Auswertung von Stuhltests
Unter den 83 Durchfall-Patienten ergab bei zehn Kindern ein Stuhltest einen positiven Nachweis auf Rotavirus, bei drei auf Norovirus, bei einem auf Adenovirus und bei einem auf Salmonella enterica. Sechs Patienten in der Probiotikum-Gruppe und elf Patienten in der Placebo-Gruppe stellten keine Stuhlproben zur Verfügung. Diese Kinder wurden nicht als AAD-Fälle für den primären Endpunkt berücksichtigt.
Sekundäre Endpunkte
Bezogen auf die meisten sekundären Endpunkte einschließlich von unerwünschten Wirkungen wurden keine Unterschiede zwischen den Gruppen beobachtet. Die Kinder in der Probiotikum-Gruppe mussten jedoch seltener aufgrund von Durchfall intravenös rehydriert werden (0 von 158 [0%] vs. 5 von 155 [3,2%]
Fazit
Das Multispezies-Probiotikum hatte keine signifikante präventive Wirkung auf das Risiko einer AAD definiert als drei oder mehr weiche/wässrige Stühle pro Tag, ausgelöst durch C. difficile oder unbekannter Ätiologie. Das Probiotikum senkte allerdings das Gesamtrisiko für Durchfall unabhängig von der Ätiologie von 32% auf 21%.

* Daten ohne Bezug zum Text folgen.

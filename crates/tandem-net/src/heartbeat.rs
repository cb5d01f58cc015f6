//! Periodic ALIVE packets towards whoever monitors this node.
//!
//! A client reports to its cluster server and a cluster server to the main
//! server. A node missing from its own view (not joined yet, or evicted)
//! sends HELLO to the main server instead, so joining retries on the same
//! schedule.

use std::sync::Arc;
use std::time::Duration;

use tokio::time::MissedTickBehavior;
use tokio_util::sync::CancellationToken;

use tandem_core::{ClientNode, ConnectionType, PacketType};
use tandem_services::{Role, SharedTopology, Topology};

use crate::outbox::{Envelope, Outbox};

pub struct Heartbeat {
    local: ClientNode,
    topology: SharedTopology,
    outbox: Arc<Outbox>,
    interval: Duration,
    cancel: CancellationToken,
}

/// The packet a node with this view should send on a heartbeat tick.
pub(crate) fn beat(topology: &Topology) -> Option<(ConnectionType, ClientNode)> {
    let local = topology.local();
    if topology.is_main_server() {
        return None;
    }
    if !topology.contains(local) {
        return Some((ConnectionType::Hello, topology.main_server().clone()));
    }
    match topology.role() {
        Role::Client => topology
            .server_of(local)
            .map(|server| (ConnectionType::Alive, server.clone())),
        Role::ClusterServer => Some((ConnectionType::Alive, topology.main_server().clone())),
        Role::MainServer => None,
    }
}

impl Heartbeat {
    pub fn new(
        local: ClientNode,
        topology: SharedTopology,
        outbox: Arc<Outbox>,
        interval: Duration,
        cancel: CancellationToken,
    ) -> Self {
        Self {
            local,
            topology,
            outbox,
            interval,
            cancel,
        }
    }

    /// The first tick fires immediately.
    pub async fn run(self) {
        let payload = match self.local.encode() {
            Ok(p) => p,
            Err(e) => {
                tracing::error!(error = %e, "cannot encode local address, heartbeat disabled");
                return;
            }
        };
        let mut interval = tokio::time::interval(self.interval);
        interval.set_missed_tick_behavior(MissedTickBehavior::Delay);

        loop {
            tokio::select! {
                _ = self.cancel.cancelled() => {
                    tracing::debug!("heartbeat stopping");
                    return;
                }

                _ = interval.tick() => {
                    let Some((connection_type, dest)) = beat(&*self.topology.read().await) else {
                        continue;
                    };
                    if connection_type == ConnectionType::Hello {
                        tracing::info!(main = %dest, "not in the overlay, sending HELLO");
                    }
                    let sent = self
                        .outbox
                        .send_direct(payload.clone(), &dest, PacketType::Use, Envelope::control(connection_type))
                        .await;
                    if let Err(e) = sent {
                        tracing::warn!(peer = %dest, error = %e, "heartbeat not sent");
                    }
                }
            }
        }
    }
}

Ausschluss anderer Ursachen
Mit der strengen Definition von AAD in der aktuellen Studie wollten die Wissenschaftler zwischen klinisch relevanten Konsistenzveränderungen und klinisch unbedeutenden Veränderungen des Stuhls unterscheiden. Sie wollten weiterhin Infektionen etwa mit dem Norovirus oder Rotavirus oder eine Gastroenteritis ausschließen, da diese nicht in direktem Zusammenhang mit einer Antibiotika-Behandlung stehen.
Relevanz von Ätiologie-Tests
Die Definition von AAD variierte in früheren Studien und häufig wurden auch keine mikrobiologischen Tests durchgeführt. Das lässt die Frage offen, ob in diesen Studien tatsächlich Fälle von AAD oder eher Durchfall während einer Antibiotikabehandlung unabhängig von der Ätiologie betrachtet wurde. Ätiologie-Tests werden in der Praxis für akute Fälle nicht routinemäßig empfohlen. Sowohl für Patienten als auch für den Arzt ist es in der Regel nicht relevant, was den Durchfall verursacht, solange eine präventive Intervention wirksam ist.
Limitationen der Studie
Bei der Studie handelt es sich dem Forscherteam zufolge um die bislang größte Studie, die die Wirkung eines Probiotikums mit mehr als drei Arten von Mikroorganismen bezüglich AAD bei Kindern untersucht. Zu den Einschränkungen gehört jedoch, dass der Anteil der Patienten, der nicht nachverfolgt werden konnte, relativ hoch ist. Die Wissenschaftler schließen allerdings aus, dass die fehlenden Daten zu einer signifikanten Verzerrung der Studie führten.
Eine weitere Limitation ist die mögliche Fehlklassifizierung von Durchfall als AAD. Das ist der diagnostisch begrenzten Genauigkeit von Immunoassay-Tests geschuldet sowie der begrenzten Anzahl von getesteten Durchfallerregern und der Anzahl der Patienten, die keine Stuhlproben abgegeben haben. Diarrhöe-Fälle, die später als eine Woche nach Absetzen der Antibiotika auftraten, wurden durch die Studie nicht erfasst.